No disrespect meant, but I thought there were more votes for no.  If that is the case, why even bother with a poll if the votes and outcome of the votes don't have a say in the matter.:asian:


----------



## Bob Hubbard (Oct 7, 2003)

Because of the closeness of the votes, -and- the number of votes, I decided to give this forum idea a chance.  The opinions of all those replying was weighed as were the pros and cons, and I felt it was worth trying for a while.

If this works, it will be a great resource, if not, we roll it back into the general forum.

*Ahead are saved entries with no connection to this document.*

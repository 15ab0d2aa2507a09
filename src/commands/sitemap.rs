//! Print the sitemap

use anyhow::Result;
use std::io::{self, Write};

use crate::Quill;

pub fn run(quill: &Quill) -> Result<()> {
    let stdout = io::stdout();
    write(quill, &mut stdout.lock())
}

fn write(quill: &Quill, out: &mut impl Write) -> Result<()> {
    // One scan, so posts and categories come from the same snapshot
    let index = quill.query().index()?;
    let xml = quill
        .sitemap()
        .generate(&index.ids(), &index.category_labels());
    out.write_all(xml.as_bytes())?;
    Ok(())
}
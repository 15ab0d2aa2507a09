//! Print a single post's page props

use anyhow::Result;
use std::io::{self, Write};

use crate::Quill;

/// Render one post and print it as JSON
pub fn run(quill: &Quill, id: &str) -> Result<()> {
    let stdout = io::stdout();
    write(quill, id, &mut stdout.lock())
}

fn write(quill: &Quill, id: &str, out: &mut impl Write) -> Result<()> {
    let post = quill.query().get_one(id)?;
    serde_json::to_writer_pretty(&mut *out, &post)?;
    writeln!(out)?;
    Ok(())
}
//! Clean the public directory

use anyhow::{Context, Result};
use std::fs;

use crate::Quill;

/// Remove everything `generate` wrote
pub fn run(quill: &Quill) -> Result<()> {
    if quill.public_dir.exists() {
        fs::remove_dir_all(&quill.public_dir)
            .with_context(|| format!("removing {}", quill.public_dir.display()))?;
        tracing::info!("Deleted: {:?}", quill.public_dir);
    }

    Ok(())
}
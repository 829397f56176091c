//! Photo rows
//!
//! Raw row access for the `offline_photos` table. Encoding lives in
//! `offline::photos`.

use crate::client::local_db::{LocalDatabase, Result};
use sqlx::Row;

/// A stored photo as it sits in the table
#[derive(Debug, Clone, PartialEq, Eq)]
pub struct PhotoRow {
    pub filename: String,
    pub content_type: String,
    /// Base64 (standard alphabet, padded)
    pub data: String,
    pub created_at: String,
}

impl LocalDatabase {
    /// Insert or replace a photo row
    pub async fn insert_photo(&self, filename: &str, content_type: &str, data: &str) -> Result<()> {
        sqlx::query(
            "INSERT OR REPLACE INTO offline_photos (filename, content_type, data, created_at)
             VALUES (?, ?, ?, ?)",
        )
        .bind(filename)
        .bind(content_type)
        .bind(data)
        .bind(chrono::Utc::now().to_rfc3339())
        .execute(&self.pool)
        .await?;
        Ok(())
    }

    /// Fetch a photo row by filename
    pub async fn get_photo(&self, filename: &str) -> Result<Option<PhotoRow>> {
        let row = sqlx::query(
            "SELECT filename, content_type, data, created_at FROM offline_photos WHERE filename = ?",
        )
        .bind(filename)
        .fetch_optional(&self.pool)
        .await?;

        match row {
            Some(row) => Ok(Some(PhotoRow {
                filename: row.try_get("filename")?,
                content_type: row.try_get("content_type")?,
                data: row.try_get("data")?,
                created_at: row.try_get("created_at")?,
            })),
            None => Ok(None),
        }
    }

    /// Delete a photo row. Returns whether it existed.
    pub async fn delete_photo(&self, filename: &str) -> Result<bool> {
        let result = sqlx::query("DELETE FROM offline_photos WHERE filename = ?")
            .bind(filename)
            .execute(&self.pool)
            .await?;
        Ok(result.rows_affected() > 0)
    }

    /// Filenames of every stored photo, oldest first
    pub async fn photo_filenames(&self) -> Result<Vec<String>> {
        let rows: Vec<(String,)> =
            sqlx::query_as("SELECT filename FROM offline_photos ORDER BY created_at ASC, filename ASC")
                .fetch_all(&self.pool)
                .await?;
        Ok(rows.into_iter().map(|(filename,)| filename).collect())
    }
}
//! Shared Module
//!
//! Types shared between the client and the remote attendance service. These
//! are the shapes that travel over HTTP and that get persisted in the local
//! offline queue.

/// Users, attendance records, coordinates and photo blobs
pub mod attendance;

/// Deferred action envelopes
pub mod envelope;

/// Shared error types
pub mod error;

/// Application configuration
pub mod config;

/// Re-export commonly used types for convenience
pub use attendance::{AttendanceRecord, Coordinates, NewUser, PhotoBlob, User};
pub use envelope::{ActionEnvelope, ActionKind, ActionPayload, HttpMethod};
pub use error::SharedError;
pub use config::{AppConfig, AppConfigBuilder, ConfigError};
//! Property-based tests for the durable queue

use attendance_sync::client::local_db::LocalDatabase;
use attendance_sync::client::offline::QueueStore;
use attendance_sync::shared::{ActionEnvelope, ActionPayload, AttendanceRecord, NewUser};
use proptest::prelude::*;
use std::collections::HashSet;
use std::path::Path;
use std::sync::Arc;
use uuid::Uuid;

fn envelope(index: usize, registration: bool) -> ActionEnvelope {
    let payload = if registration {
        ActionPayload::UserRegistration(NewUser::new(
            format!("user{index}"),
            format!("user{index}@example.com"),
            "secret",
        ))
    } else {
        ActionPayload::AttendanceRecord(AttendanceRecord::now(format!("u-{index}")))
    };
    ActionEnvelope::new(payload)
}

async fn reopen(path: &Path) -> (Arc<LocalDatabase>, QueueStore) {
    let db = Arc::new(LocalDatabase::open(path).await.unwrap());
    let queue = QueueStore::load(Arc::clone(&db)).await;
    (db, queue)
}

fn runtime() -> tokio::runtime::Runtime {
    tokio::runtime::Builder::new_current_thread()
        .enable_all()
        .build()
        .unwrap()
}

proptest! {
    #![proptest_config(ProptestConfig::with_cases(24))]

    #[test]
    fn test_queue_survives_restarts_in_order(
        kinds in prop::collection::vec(any::<bool>(), 0..12),
        restart_at in 0usize..12,
    ) {
        let dir = tempfile::tempdir().unwrap();
        let path = dir.path().join("queue.db");
        let envelopes: Vec<ActionEnvelope> = kinds
            .iter()
            .enumerate()
            .map(|(i, registration)| envelope(i, *registration))
            .collect();
        let split = restart_at.min(envelopes.len());

        let persisted: Vec<ActionEnvelope> = runtime().block_on(async {
            let (db, queue) = reopen(&path).await;
            for e in &envelopes[..split] {
                queue.append(e.clone()).await.unwrap();
            }
            drop(queue);
            db.close().await;

            let (db, queue) = reopen(&path).await;
            for e in &envelopes[split..] {
                queue.append(e.clone()).await.unwrap();
            }
            drop(queue);
            db.close().await;

            let (db, queue) = reopen(&path).await;
            let all = queue.all().await;
            db.close().await;
            all
        });

        prop_assert_eq!(persisted, envelopes);
    }

    #[test]
    fn test_drop_confirmed_keeps_remaining_order(
        count in 1usize..10,
        confirmed_mask in prop::collection::vec(any::<bool>(), 10),
    ) {
        let dir = tempfile::tempdir().unwrap();
        let path = dir.path().join("queue.db");
        let envelopes: Vec<ActionEnvelope> = (0..count).map(|i| envelope(i, false)).collect();
        let confirmed: HashSet<Uuid> = envelopes
            .iter()
            .zip(&confirmed_mask)
            .filter(|(_, c)| **c)
            .map(|(e, _)| e.id)
            .collect();
        let expected: Vec<Uuid> = envelopes
            .iter()
            .filter(|e| !confirmed.contains(&e.id))
            .map(|e| e.id)
            .collect();

        let remaining: Vec<Uuid> = runtime().block_on(async {
            let (db, queue) = reopen(&path).await;
            for e in &envelopes {
                queue.append(e.clone()).await.unwrap();
            }
            let removed = queue.drop_confirmed(&confirmed).await;
            assert_eq!(removed, confirmed.len());
            drop(queue);
            db.close().await;

            let (db, queue) = reopen(&path).await;
            let ids = queue.all().await.iter().map(|e| e.id).collect();
            db.close().await;
            ids
        });

        prop_assert_eq!(remaining, expected);
    }
}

This will be a heavily moderated area, with a narrow focus.  Some will like this, and others will prefer the more relaxed and diverse kenpo general area.  

:asian:


----------



## Shiatsu (Oct 7, 2003)

Cool, just wondering


----------



## Brother John (Oct 8, 2003)

I disagreed to create it, that's true.
But what the heck.
I'll mostly read and post questions, but seldom post much knowledge/opinion.

guess we'll try the experiment.
Your Brother
John


----------



## Seig (Oct 9, 2003)

Brother John,
I think you are missing the point.  If people do not want to share their knowledge and opinions, then this forum is a failure.  Do not worry about the typical flame wars and name calling, those will be squelched immediately and mercilessly.


----------



## D.Cobb (Oct 17, 2003)

I didn't see the poll, or get a chance to vote, but I probably would have said yes. 

Having trained in Tracy Kenpo, EPAK, and Ryukyu Kempo, I can tell you first hand that EPAK is like no other Kenpo/ Kempo system.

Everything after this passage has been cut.